Task prompt
Pull out all lines from the listing below in which the word "FieldDef" appears.

Input data

= = = = = = =

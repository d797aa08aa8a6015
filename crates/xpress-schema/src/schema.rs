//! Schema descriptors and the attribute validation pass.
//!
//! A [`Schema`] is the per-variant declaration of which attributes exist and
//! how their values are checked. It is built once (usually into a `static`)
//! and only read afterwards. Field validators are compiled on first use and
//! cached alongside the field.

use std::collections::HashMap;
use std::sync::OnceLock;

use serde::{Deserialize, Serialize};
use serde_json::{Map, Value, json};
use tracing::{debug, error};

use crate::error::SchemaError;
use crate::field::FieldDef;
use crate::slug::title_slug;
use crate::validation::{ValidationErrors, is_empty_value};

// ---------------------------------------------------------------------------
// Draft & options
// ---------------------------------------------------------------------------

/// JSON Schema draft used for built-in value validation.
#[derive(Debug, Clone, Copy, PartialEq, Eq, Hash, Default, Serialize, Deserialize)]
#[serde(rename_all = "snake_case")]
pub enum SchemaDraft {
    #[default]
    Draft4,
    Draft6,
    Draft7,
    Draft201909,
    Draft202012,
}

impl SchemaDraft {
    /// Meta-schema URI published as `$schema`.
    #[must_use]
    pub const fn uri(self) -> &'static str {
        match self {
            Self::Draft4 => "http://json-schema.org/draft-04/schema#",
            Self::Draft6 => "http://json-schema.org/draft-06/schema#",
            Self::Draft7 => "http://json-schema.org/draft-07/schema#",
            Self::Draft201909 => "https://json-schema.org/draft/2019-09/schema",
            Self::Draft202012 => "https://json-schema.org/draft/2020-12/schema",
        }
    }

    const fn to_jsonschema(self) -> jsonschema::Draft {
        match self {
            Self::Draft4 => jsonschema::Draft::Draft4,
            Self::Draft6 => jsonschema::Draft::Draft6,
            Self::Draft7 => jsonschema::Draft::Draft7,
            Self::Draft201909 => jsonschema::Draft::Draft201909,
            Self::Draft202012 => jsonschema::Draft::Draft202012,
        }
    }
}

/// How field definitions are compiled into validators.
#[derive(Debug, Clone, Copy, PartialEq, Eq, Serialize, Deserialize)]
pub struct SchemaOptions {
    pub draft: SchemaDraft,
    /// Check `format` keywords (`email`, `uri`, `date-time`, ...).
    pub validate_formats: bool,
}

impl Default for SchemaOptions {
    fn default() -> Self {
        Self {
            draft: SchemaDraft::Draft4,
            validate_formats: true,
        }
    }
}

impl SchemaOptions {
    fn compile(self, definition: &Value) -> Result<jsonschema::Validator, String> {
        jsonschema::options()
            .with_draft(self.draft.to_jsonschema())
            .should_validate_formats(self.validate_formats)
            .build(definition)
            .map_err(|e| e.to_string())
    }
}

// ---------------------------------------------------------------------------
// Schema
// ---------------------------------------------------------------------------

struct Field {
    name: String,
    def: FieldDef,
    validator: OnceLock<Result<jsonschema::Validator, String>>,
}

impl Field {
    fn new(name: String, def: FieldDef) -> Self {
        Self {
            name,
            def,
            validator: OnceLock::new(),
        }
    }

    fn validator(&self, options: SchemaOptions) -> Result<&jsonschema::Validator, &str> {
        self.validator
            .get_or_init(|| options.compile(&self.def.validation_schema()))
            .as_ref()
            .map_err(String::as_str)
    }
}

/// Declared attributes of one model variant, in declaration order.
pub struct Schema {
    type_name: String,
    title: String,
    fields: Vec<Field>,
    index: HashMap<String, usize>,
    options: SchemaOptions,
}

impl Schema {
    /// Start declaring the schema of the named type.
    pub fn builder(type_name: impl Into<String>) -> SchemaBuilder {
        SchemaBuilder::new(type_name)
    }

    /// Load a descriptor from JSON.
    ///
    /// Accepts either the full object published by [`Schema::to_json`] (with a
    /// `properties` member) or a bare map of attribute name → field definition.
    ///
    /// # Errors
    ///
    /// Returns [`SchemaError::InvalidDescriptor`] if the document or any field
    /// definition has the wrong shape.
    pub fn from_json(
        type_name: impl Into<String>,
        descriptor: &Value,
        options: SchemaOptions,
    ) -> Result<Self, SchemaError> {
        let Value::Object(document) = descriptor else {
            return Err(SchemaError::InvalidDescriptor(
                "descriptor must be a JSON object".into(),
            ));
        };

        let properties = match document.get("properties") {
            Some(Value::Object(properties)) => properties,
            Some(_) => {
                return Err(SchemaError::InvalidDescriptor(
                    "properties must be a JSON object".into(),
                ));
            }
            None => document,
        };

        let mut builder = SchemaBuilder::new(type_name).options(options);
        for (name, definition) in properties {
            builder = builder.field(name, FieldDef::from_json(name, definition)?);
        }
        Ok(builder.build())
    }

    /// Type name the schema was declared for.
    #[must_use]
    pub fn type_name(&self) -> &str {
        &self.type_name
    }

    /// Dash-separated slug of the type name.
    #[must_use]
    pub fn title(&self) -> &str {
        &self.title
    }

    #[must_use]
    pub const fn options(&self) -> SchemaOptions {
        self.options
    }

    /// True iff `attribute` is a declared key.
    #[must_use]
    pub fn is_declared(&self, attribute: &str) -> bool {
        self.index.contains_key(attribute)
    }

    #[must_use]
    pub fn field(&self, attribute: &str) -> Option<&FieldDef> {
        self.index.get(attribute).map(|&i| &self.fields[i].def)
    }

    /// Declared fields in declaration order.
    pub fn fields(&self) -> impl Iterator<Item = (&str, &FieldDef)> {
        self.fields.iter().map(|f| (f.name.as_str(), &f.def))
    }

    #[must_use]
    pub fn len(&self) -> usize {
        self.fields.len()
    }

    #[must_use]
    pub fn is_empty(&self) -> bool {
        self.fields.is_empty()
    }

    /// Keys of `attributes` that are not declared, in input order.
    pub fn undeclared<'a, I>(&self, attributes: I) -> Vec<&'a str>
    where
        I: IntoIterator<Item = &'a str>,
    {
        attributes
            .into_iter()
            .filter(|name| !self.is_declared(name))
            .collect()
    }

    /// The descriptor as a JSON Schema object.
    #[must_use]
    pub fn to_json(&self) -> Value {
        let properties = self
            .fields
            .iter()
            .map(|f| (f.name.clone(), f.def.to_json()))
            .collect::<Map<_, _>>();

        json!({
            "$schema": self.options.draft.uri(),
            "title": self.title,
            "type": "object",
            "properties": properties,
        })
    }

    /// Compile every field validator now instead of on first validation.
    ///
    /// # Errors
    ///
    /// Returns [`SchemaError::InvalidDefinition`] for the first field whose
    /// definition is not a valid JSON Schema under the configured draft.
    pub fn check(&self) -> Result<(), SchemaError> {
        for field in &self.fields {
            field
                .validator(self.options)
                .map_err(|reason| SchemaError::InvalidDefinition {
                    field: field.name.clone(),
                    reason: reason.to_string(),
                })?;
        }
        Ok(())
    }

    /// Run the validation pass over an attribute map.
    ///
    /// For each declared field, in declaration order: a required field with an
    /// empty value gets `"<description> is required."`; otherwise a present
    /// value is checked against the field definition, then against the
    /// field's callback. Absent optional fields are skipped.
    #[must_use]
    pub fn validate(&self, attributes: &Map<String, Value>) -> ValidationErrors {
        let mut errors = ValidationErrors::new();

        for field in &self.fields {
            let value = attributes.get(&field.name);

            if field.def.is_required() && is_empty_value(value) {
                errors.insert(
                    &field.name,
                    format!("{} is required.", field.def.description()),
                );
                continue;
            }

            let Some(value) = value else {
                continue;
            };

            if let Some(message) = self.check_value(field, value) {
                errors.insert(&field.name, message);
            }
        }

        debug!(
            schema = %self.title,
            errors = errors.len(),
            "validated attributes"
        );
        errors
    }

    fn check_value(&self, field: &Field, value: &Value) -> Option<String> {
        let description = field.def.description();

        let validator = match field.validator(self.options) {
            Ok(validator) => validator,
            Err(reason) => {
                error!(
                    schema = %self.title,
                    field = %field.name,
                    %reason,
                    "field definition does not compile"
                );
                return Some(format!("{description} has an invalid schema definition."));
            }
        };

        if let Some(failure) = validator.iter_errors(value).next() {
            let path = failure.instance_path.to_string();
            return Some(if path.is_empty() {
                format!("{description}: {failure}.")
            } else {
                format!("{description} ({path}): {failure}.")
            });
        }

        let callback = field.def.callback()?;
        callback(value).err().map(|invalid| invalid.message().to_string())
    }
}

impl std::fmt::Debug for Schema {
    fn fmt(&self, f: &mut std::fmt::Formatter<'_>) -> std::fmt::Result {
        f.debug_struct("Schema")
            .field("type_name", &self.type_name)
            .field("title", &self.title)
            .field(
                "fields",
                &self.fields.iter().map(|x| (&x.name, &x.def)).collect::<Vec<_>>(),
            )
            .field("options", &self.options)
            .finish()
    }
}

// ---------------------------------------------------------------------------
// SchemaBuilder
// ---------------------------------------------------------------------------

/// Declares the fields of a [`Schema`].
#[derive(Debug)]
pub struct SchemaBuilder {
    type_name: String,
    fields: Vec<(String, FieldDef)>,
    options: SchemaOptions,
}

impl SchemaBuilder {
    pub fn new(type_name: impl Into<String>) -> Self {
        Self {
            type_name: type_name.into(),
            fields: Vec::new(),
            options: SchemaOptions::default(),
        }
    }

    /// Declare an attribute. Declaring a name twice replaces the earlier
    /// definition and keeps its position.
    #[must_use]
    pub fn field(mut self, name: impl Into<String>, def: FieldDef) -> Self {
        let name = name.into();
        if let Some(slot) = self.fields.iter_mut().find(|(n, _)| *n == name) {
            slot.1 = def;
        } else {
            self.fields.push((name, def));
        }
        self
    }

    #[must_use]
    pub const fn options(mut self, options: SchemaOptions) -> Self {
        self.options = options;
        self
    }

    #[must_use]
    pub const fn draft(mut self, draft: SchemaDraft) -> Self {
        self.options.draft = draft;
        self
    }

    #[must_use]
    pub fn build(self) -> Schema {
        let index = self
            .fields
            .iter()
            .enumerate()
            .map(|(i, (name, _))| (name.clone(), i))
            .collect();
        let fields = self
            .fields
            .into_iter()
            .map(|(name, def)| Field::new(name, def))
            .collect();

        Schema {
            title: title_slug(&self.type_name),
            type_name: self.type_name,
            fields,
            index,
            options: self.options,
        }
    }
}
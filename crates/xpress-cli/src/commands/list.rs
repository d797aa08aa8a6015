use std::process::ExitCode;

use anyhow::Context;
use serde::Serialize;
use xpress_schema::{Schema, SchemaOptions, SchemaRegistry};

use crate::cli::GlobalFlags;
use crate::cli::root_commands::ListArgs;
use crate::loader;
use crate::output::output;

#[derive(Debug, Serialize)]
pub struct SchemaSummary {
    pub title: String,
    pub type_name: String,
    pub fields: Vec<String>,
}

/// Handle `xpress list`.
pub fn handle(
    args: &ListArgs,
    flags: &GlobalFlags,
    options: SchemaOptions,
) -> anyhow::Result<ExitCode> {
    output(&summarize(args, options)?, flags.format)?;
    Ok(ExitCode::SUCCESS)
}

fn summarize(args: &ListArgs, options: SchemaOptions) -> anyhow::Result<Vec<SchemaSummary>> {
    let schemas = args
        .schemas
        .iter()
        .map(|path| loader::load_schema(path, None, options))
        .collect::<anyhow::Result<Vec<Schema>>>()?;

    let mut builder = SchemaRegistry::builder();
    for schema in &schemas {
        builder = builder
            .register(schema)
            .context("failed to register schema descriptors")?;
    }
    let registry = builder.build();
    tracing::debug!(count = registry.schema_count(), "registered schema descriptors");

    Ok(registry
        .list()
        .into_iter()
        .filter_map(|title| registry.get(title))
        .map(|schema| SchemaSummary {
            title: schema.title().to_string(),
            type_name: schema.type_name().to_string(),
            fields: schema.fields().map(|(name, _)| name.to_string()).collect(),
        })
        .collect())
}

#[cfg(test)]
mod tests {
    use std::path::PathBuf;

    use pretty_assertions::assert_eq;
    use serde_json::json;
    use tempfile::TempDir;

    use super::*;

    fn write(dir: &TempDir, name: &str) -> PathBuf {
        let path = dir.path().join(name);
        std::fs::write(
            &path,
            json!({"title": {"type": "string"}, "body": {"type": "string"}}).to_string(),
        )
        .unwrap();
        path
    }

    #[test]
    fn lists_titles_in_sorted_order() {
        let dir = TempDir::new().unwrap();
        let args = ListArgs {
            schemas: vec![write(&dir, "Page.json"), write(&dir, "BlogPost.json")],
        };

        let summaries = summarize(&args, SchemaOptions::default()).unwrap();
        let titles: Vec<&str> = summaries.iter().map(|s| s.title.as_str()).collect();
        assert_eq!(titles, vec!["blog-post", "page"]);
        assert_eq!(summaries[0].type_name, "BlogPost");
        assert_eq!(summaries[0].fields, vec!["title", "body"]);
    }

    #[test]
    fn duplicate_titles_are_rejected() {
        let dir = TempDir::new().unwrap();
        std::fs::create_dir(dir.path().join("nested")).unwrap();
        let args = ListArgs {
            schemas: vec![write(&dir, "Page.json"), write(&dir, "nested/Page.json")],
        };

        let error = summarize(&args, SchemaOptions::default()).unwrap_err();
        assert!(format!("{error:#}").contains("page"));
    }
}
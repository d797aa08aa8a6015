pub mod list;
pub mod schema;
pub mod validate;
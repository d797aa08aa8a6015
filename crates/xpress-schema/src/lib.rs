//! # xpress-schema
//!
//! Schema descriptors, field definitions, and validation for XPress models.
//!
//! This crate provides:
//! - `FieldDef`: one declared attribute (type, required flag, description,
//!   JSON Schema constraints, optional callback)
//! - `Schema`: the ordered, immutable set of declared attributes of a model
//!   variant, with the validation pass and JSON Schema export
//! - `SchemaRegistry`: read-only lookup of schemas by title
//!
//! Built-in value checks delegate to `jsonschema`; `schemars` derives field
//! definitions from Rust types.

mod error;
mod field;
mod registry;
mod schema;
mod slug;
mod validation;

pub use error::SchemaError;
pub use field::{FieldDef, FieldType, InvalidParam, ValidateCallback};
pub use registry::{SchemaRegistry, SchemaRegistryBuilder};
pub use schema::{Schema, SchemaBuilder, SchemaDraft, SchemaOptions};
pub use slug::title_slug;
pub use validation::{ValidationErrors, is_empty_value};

= = = = = = =

Solution for this problem
use crate::field::FieldDef;
    def: FieldDef,
    fn new(name: String, def: FieldDef) -> Self {
            builder = builder.field(name, FieldDef::from_json(name, definition)?);
    pub fn field(&self, attribute: &str) -> Option<&FieldDef> {
    pub fn fields(&self) -> impl Iterator<Item = (&str, &FieldDef)> {
    fields: Vec<(String, FieldDef)>,
    pub fn field(mut self, name: impl Into<String>, def: FieldDef) -> Self {
//! - `FieldDef`: one declared attribute (type, required flag, description,
pub use field::{FieldDef, FieldType, InvalidParam, ValidateCallback};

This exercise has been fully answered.